For years, New Mexico employers have been urged to adopt zero-tolerance policies regarding drugs that could impair workers’ ability to function safely. That’s good, right? Employees who are under the influence of hazardous medication, legal or not, pose a risk to themselves, their fellow employees, and possibly the public.

At what point does marijuana cause a person to be impaired, and how can you tell? If someone is using marijuana for a medical purpose, how does it affect that person’s capabilities? We do not have a reliable scientific way to measure that. And the trouble with measuring marijuana in the blood is that marijuana stays detectable for several days, long after the mental effects have dissipated.

The situation is perhaps more tragic for schoolchildren. Specific strains of cannabis have been hailed as the only medicine that works for some children with epilepsy and other conditions. But marijuana is prohibited from school grounds by federal law, and school personnel are not allowed to administer it. So those children are stuck: they can’t function without their medicine but they can’t have it in school, even if a parent comes to administer the dose.

We don’t know how many New Mexico children have these conditions. New Mexico Department of Health statistics show the total number of registered medical cannabis users under 18 is 123, with 45 of these using it for epilepsy, 50 for post-traumatic stress and the remainder for other conditions.

One Albuquerque school official commented that if children use cannabis at home and no effects show up in school, the school would not know. She implied the school would not need to intervene in that case. But according to parent and advocate Ginger Grider of Portales, the need for a dose of cannabis can arise at any time.

Grider said cannabis is the only product that works for her children with autism. She said people with autism experience constant sensory overload, unable to block reactions to stimuli like sound and light. Cannabis reduces the sensitivity so they can function more normally.

Grider said once cannabis is allowed in school, thousands of New Mexico parents with autistic children will want to let their children use it.

Grider is active in the New Mexico Medical Cannabis Patients Advocates Alliance, which is in process of organizing as a legal nonprofit.

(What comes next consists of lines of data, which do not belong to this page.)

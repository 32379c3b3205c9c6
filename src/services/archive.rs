//! Source snapshot extraction.

use std::io::Cursor;
use std::path::PathBuf;

use tempfile::TempDir;

/// Extract a zip archive into a fresh temp directory. Entries whose paths
/// would escape the directory are rejected outright.
pub fn extract_zip(data: &[u8]) -> anyhow::Result<TempDir> {
    let tmp = tempfile::Builder::new().prefix("opencel-src-").tempdir()?;
    let mut archive = zip::ZipArchive::new(Cursor::new(data))?;

    for i in 0..archive.len() {
        let mut entry = archive.by_index(i)?;
        let rel = entry
            .enclosed_name()
            .ok_or_else(|| anyhow::anyhow!("unsafe path in archive: {}", entry.name()))?;
        let dst = tmp.path().join(rel);
        if entry.is_dir() {
            std::fs::create_dir_all(&dst)?;
            continue;
        }
        if let Some(parent) = dst.parent() {
            std::fs::create_dir_all(parent)?;
        }
        let mut out = std::fs::File::create(&dst)?;
        std::io::copy(&mut entry, &mut out)?;
    }
    Ok(tmp)
}

/// GitHub zipballs wrap the tree in a single `<owner>-<repo>-<sha>/`
/// directory; that directory is the application root.
pub fn find_app_root(extracted: &TempDir) -> anyhow::Result<PathBuf> {
    for entry in std::fs::read_dir(extracted.path())? {
        let entry = entry?;
        if entry.file_type()?.is_dir() {
            return Ok(entry.path());
        }
    }
    anyhow::bail!("no root dir found in archive")
}

#[cfg(test)]
mod tests {
    use super::*;
    use std::io::Write;
    use zip::write::SimpleFileOptions;

    fn make_zip(entries: &[(&str, &[u8])]) -> Vec<u8> {
        let mut buf = Cursor::new(Vec::new());
        let mut writer = zip::ZipWriter::new(&mut buf);
        for (name, body) in entries {
            writer
                .start_file(name.to_string(), SimpleFileOptions::default())
                .unwrap();
            writer.write_all(body).unwrap();
        }
        writer.finish().unwrap();
        buf.into_inner()
    }

    #[test]
    fn extracts_nested_tree_and_finds_root() {
        let data = make_zip(&[
            ("acme-web-abc123/package.json", b"{}"),
            ("acme-web-abc123/src/index.js", b"console.log(1)"),
        ]);
        let tmp = extract_zip(&data).unwrap();
        let root = find_app_root(&tmp).unwrap();
        assert!(root.ends_with("acme-web-abc123"));
        assert!(root.join("package.json").exists());
        assert!(root.join("src/index.js").exists());
    }

    #[test]
    fn rejects_path_traversal() {
        let data = make_zip(&[("../evil.sh", b"#!/bin/sh")]);
        assert!(extract_zip(&data).is_err());
    }

    #[test]
    fn flat_archive_has_no_root() {
        let data = make_zip(&[("README.md", b"hi")]);
        let tmp = extract_zip(&data).unwrap();
        assert!(find_app_root(&tmp).is_err());
    }
}
//! Recursive scan of a Markdown tree
//!
//! The scanner walks the docs root depth-first, hands every `.md` file to the
//! [`DocumentExtractor`] and collects the documents it produces. Per-file
//! problems are absorbed by the extractor; only a missing or unreadable tree
//! aborts the scan.

use crate::config::ScanConfig;
use crate::error::{Result, SyncError};
use crate::extract::{Document, DocumentExtractor};
use crate::mapping::{self, SpecialtyMapping, TechnologyMapping};
use std::path::Path;
use tracing::{debug, info};

/// Markdown file extension
const MARKDOWN_EXTENSION: &str = ".md";

/// Scans a docs tree with a fixed pair of mappings
#[derive(Debug, Clone, Default)]
pub struct TreeScanner {
    technologies: TechnologyMapping,
    specialties: Option<SpecialtyMapping>,
}

impl TreeScanner {
    /// Create a scanner.
    ///
    /// An empty specialty mapping is treated as absent, so it does not filter
    /// out every document.
    pub fn new(technologies: TechnologyMapping, specialties: SpecialtyMapping) -> Self {
        Self {
            technologies,
            specialties: (!specialties.is_empty()).then_some(specialties),
        }
    }

    /// Create a scanner from the mapping files named in `config`
    pub fn from_config(config: &ScanConfig) -> Self {
        let technologies = mapping::load_technology_mapping(&config.technology_path);
        let specialties = config
            .specialties_path
            .as_deref()
            .map(mapping::load_specialty_mapping)
            .unwrap_or_default();

        Self::new(technologies, specialties)
    }

    pub fn technologies(&self) -> &TechnologyMapping {
        &self.technologies
    }

    /// The specialty mapping, or an empty one when none was supplied
    pub fn specialties(&self) -> SpecialtyMapping {
        self.specialties.clone().unwrap_or_default()
    }

    /// Scan every Markdown file under `root`
    pub fn scan(&self, root: &Path) -> Result<Vec<Document>> {
        if !root.is_dir() {
            return Err(SyncError::DirectoryNotFound(root.to_path_buf()));
        }

        let extractor = DocumentExtractor::new(root);
        let mut documents = Vec::new();

        for entry in walkdir::WalkDir::new(root)
            .follow_links(false)
            .sort_by_file_name()
        {
            let entry = entry?;
            if !entry.file_type().is_file() || !is_markdown(entry.path()) {
                continue;
            }

            debug!("Processing {:?}", entry.path());
            if let Some(document) =
                extractor.extract(entry.path(), &self.technologies, self.specialties.as_ref())
            {
                documents.push(document);
            }
        }

        info!("Scanned {:?}: {} documents", root, documents.len());
        Ok(documents)
    }
}

fn is_markdown(path: &Path) -> bool {
    path.file_name()
        .map(|name| name.to_string_lossy().ends_with(MARKDOWN_EXTENSION))
        .unwrap_or(false)
}

/// Load the mappings named in `config` and scan its docs root
pub fn scan_documents(config: &ScanConfig) -> Result<Vec<Document>> {
    TreeScanner::from_config(config).scan(&config.docs_path)
}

Federal law still categorizes marijuana as a dangerous drug with no acceptable medicinal value. That categorization, which has severely limited research, has been clearly demonstrated to be wrong. Cannabis has proven to be beneficial, possibly lifesaving, for a number of serious health conditions, and in some cases as a preferred alternative to opioids for pain.

In May 2018 a committee of the U.S. House of Representatives approved a bill that would encourage the Department of Veterans Affairs to research cannabis as a treatment for post-traumatic stress disorder and other chronic pain. The next necessary step is the complete removal of barriers to research, so methods can be developed to let all those people go to work and school.